Réaction de Kiko Argüello, co-fondateur du mouvement
Rome, 15 juin 2008 (Apic) Les statuts définitifs du Chemin néocatéchuménal ont été approuvés par le Vatican le 13 juin 2008. Les statuts de ce mouvement ecclésial, né en Espagne en 1964 et parfois accusé de «dérives sectaires», avaient été reconnus «ad experimentum» par le Vatican courant 2002.
Kiko Argüello a jugé que l’approbation des statuts de son mouvement par Rome, et en particulier de la pastorale liturgique du mouvement, était «une bombe». Le co-fondateur du Chemin néocatéchuménal est intervenu devant la presse dans la soirée du 13 juin 2008 après l’approbation et la publication, le jour même, des statuts définitifs du mouvement. Celui-ci est aujourd’hui reconnu comme «un catéchuménat post-baptismal (…) sous la juridiction et la direction de l’évêque diocésain».
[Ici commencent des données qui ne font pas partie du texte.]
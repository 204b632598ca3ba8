//! Check command implementation.
//!
//! Validates configuration and, optionally, upstream authentication.

use alertsite_exporter::config::validate_effective_config;
use alertsite_exporter::Config;

use crate::state::build_components;

/// Validates configuration and reports credential presence.
pub async fn command_check(auth: bool, config: &Config) -> anyhow::Result<()> {
    println!("🔍 AlertSite Exporter - Configuration Check");
    println!("============================================");

    let mut all_ok = true;

    println!("\n⚙️  Checking configuration...");
    match validate_effective_config(config) {
        Ok(_) => println!("   ✅ Configuration is valid"),
        Err(e) => {
            println!("   ❌ Configuration invalid: {}", e);
            all_ok = false;
        }
    }

    println!("\n🌍 Regions:");
    for (region, rc) in config.regions() {
        println!(
            "   ├─ {:<8} account {} ({} target patterns)",
            region.as_str(),
            rc.account_id,
            rc.targets.len()
        );
    }

    println!("\n🔑 Checking credentials...");
    let has_credentials = config.credentials().is_some();
    if has_credentials {
        println!("   ✅ Username and password configured");
    } else {
        println!("   ❌ Username/password missing (set them in the config file or ALERTSITE_USERNAME/ALERTSITE_PASSWORD)");
        all_ok = false;
    }

    if auth && has_credentials && all_ok {
        println!("\n🌐 Requesting access token from {}...", config.base_url());
        let components = build_components(config)?;
        match components.credentials.get_token().await {
            Ok(_) => println!("   ✅ Access token obtained"),
            Err(e) => {
                println!("   ❌ Token request failed: {}", e);
                all_ok = false;
            }
        }
    }

    println!("\n📋 Summary:");
    if all_ok {
        println!("   ✅ All checks passed - exporter is ready");
        Ok(())
    } else {
        println!("   ❌ Some checks failed - please review warnings");
        std::process::exit(1);
    }
}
«Le pape nous a tout concédé»
«Le pape nous a tout concédé», a affirmé Francisco Argüello, dit ’Kiko’, lors de la première conférence organisée selon lui par son mouvement en plus de 40 ans d’existence. «Benoît XVI a fait pour nous une chose surprenante», a expliqué le laïc espagnol, «il a approuvé la pastorale liturgique du Chemin, c’est une bombe».
«Des premiers bidonvilles jusqu’à aujourd’hui, il s’en est passé des choses», a aussi confié le fondateur avant de rappeler les «nombreux procès» faits par le Saint-Siège à l’intention du mouvement. «Nous avons tant souffert», a encore reconnu «Kiko», affirmant qu’il y avait eu encore récemment des pressions à l’intérieur du Vatican pour que les statuts ne soient pas approuvés de manière définitive.
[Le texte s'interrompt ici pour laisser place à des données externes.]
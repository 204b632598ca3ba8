//! Configuration display endpoint handler.
//!
//! This module provides the `/config` endpoint handler that displays
//! the current exporter configuration. The password never appears.

use alertsite_exporter::config::{DEFAULT_BIND_ADDR, DEFAULT_PORT};
use alertsite_exporter::Config;
use axum::{extract::State, http::StatusCode, response::IntoResponse};
use std::fmt::Write as FmtWrite;
use tracing::{debug, instrument};

use crate::handlers::health::FOOTER_TEXT;
use crate::state::SharedState;

/// Handler for the /config endpoint.
#[instrument(skip(state))]
pub async fn config_handler(State(state): State<SharedState>) -> impl IntoResponse {
    debug!("Processing /config request");
    state.health_stats.record_http_request();

    (
        StatusCode::OK,
        [("Content-Type", "text/plain; charset=utf-8")],
        format!("{}\n{FOOTER_TEXT}", render_config_text(&state.config)),
    )
}

fn render_config_text(cfg: &Config) -> String {
    let mut out = String::new();

    writeln!(out, "ALERTSITE EXPORTER - CONFIGURATION").ok();
    writeln!(out, "==================================").ok();
    writeln!(out).ok();

    writeln!(out, "SERVER CONFIGURATION").ok();
    writeln!(out, "--------------------").ok();
    writeln!(
        out,
        "bind:                       {}",
        cfg.bind.as_deref().unwrap_or(DEFAULT_BIND_ADDR)
    )
    .ok();
    writeln!(
        out,
        "port:                       {}",
        cfg.port.unwrap_or(DEFAULT_PORT)
    )
    .ok();
    writeln!(
        out,
        "enable_health:              {}",
        cfg.enable_health.unwrap_or(true)
    )
    .ok();
    writeln!(
        out,
        "enable_tls:                 {}",
        cfg.enable_tls.unwrap_or(false)
    )
    .ok();
    writeln!(out).ok();

    writeln!(out, "UPSTREAM").ok();
    writeln!(out, "--------").ok();
    writeln!(out, "base_url:                   {}", cfg.base_url()).ok();
    writeln!(
        out,
        "username:                   {}",
        cfg.username.as_deref().unwrap_or("not set")
    )
    .ok();
    writeln!(
        out,
        "password:                   {}",
        if cfg.password.is_some() { "set" } else { "not set" }
    )
    .ok();
    writeln!(
        out,
        "proxy:                      {}",
        cfg.proxy.as_deref().unwrap_or("none")
    )
    .ok();
    writeln!(
        out,
        "use_system_proxy:           {}",
        cfg.use_system_proxy.unwrap_or(true)
    )
    .ok();
    writeln!(
        out,
        "request_timeout:            {} seconds",
        cfg.request_timeout().as_secs()
    )
    .ok();
    writeln!(out).ok();

    writeln!(out, "POLLING").ok();
    writeln!(out, "-------").ok();
    writeln!(
        out,
        "refresh_interval:           {} seconds",
        cfg.refresh_interval().as_secs()
    )
    .ok();
    writeln!(
        out,
        "token_refresh_after:        {} seconds",
        cfg.token_refresh_after().as_secs()
    )
    .ok();
    writeln!(
        out,
        "last_status_utc_offset:     {} minutes",
        cfg.last_status_utc_offset_minutes.unwrap_or(0)
    )
    .ok();
    writeln!(
        out,
        "deny_substrings:            {}",
        cfg.deny_substrings
            .as_ref()
            .map(|d| d.join(", "))
            .unwrap_or_else(|| "UAT".to_string())
    )
    .ok();
    if let Some(aliases) = &cfg.aliases {
        for alias in aliases {
            writeln!(out, "alias:                      {} -> {}", alias.from, alias.to).ok();
        }
    }
    writeln!(out).ok();

    writeln!(out, "REGIONS").ok();
    writeln!(out, "-------").ok();
    for (region, rc) in cfg.regions() {
        writeln!(
            out,
            "{:<10} account {:<8} {} targets: {}",
            region.as_str(),
            rc.account_id,
            rc.targets.len(),
            rc.targets.join(", ")
        )
        .ok();
    }

    out
}

#[cfg(test)]
mod tests {
    use super::*;

    #[test]
    fn test_password_is_never_rendered() {
        let cfg = Config {
            username: Some("svc".into()),
            password: Some("hunter2".into()),
            ..Default::default()
        };
        let text = render_config_text(&cfg.redacted());
        assert!(!text.contains("hunter2"));
        assert!(text.contains("password:                   set"));
        assert!(text.contains("EMEA"));
    }
}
Né dans les bidonvilles en banlieue de Madrid en 1964, le Chemin néocatéchuménal avait été reconnu officiellement par le Saint-Siège le 29 juin 2002, mais ses statuts avaient été approuvés «ad experimentum», conformément à la pratique. Au cours de cette période, plusieurs dicastères de la curie romaine avaient demandé au Chemin néocatéchuménal de revoir certaines de ses pratiques.
Pas toujours en odeur de sainteté
Ainsi, des rappels liturgiques sur la célébration de la messe au sein du mouvement avaient entre autres été effectués fin 2005 par le cardinal Francis Arinze, préfet de la Congrégation pour le culte divin et la discipline des sacrements. Les statuts définitifs indiquent que les membres du Chemin néocatéchuménal doivent célébrer leur messe dominicale «après les vêpres du dimanche», c’est-à-dire le samedi soir, et «selon les dispositions de l’évêque». Ces messes font partie de la pastorale paroissiale et sont donc ouvertes à tous les fidèles, précise le document définitif alors que le mouvement était parfois suspecté de dérives sectaires.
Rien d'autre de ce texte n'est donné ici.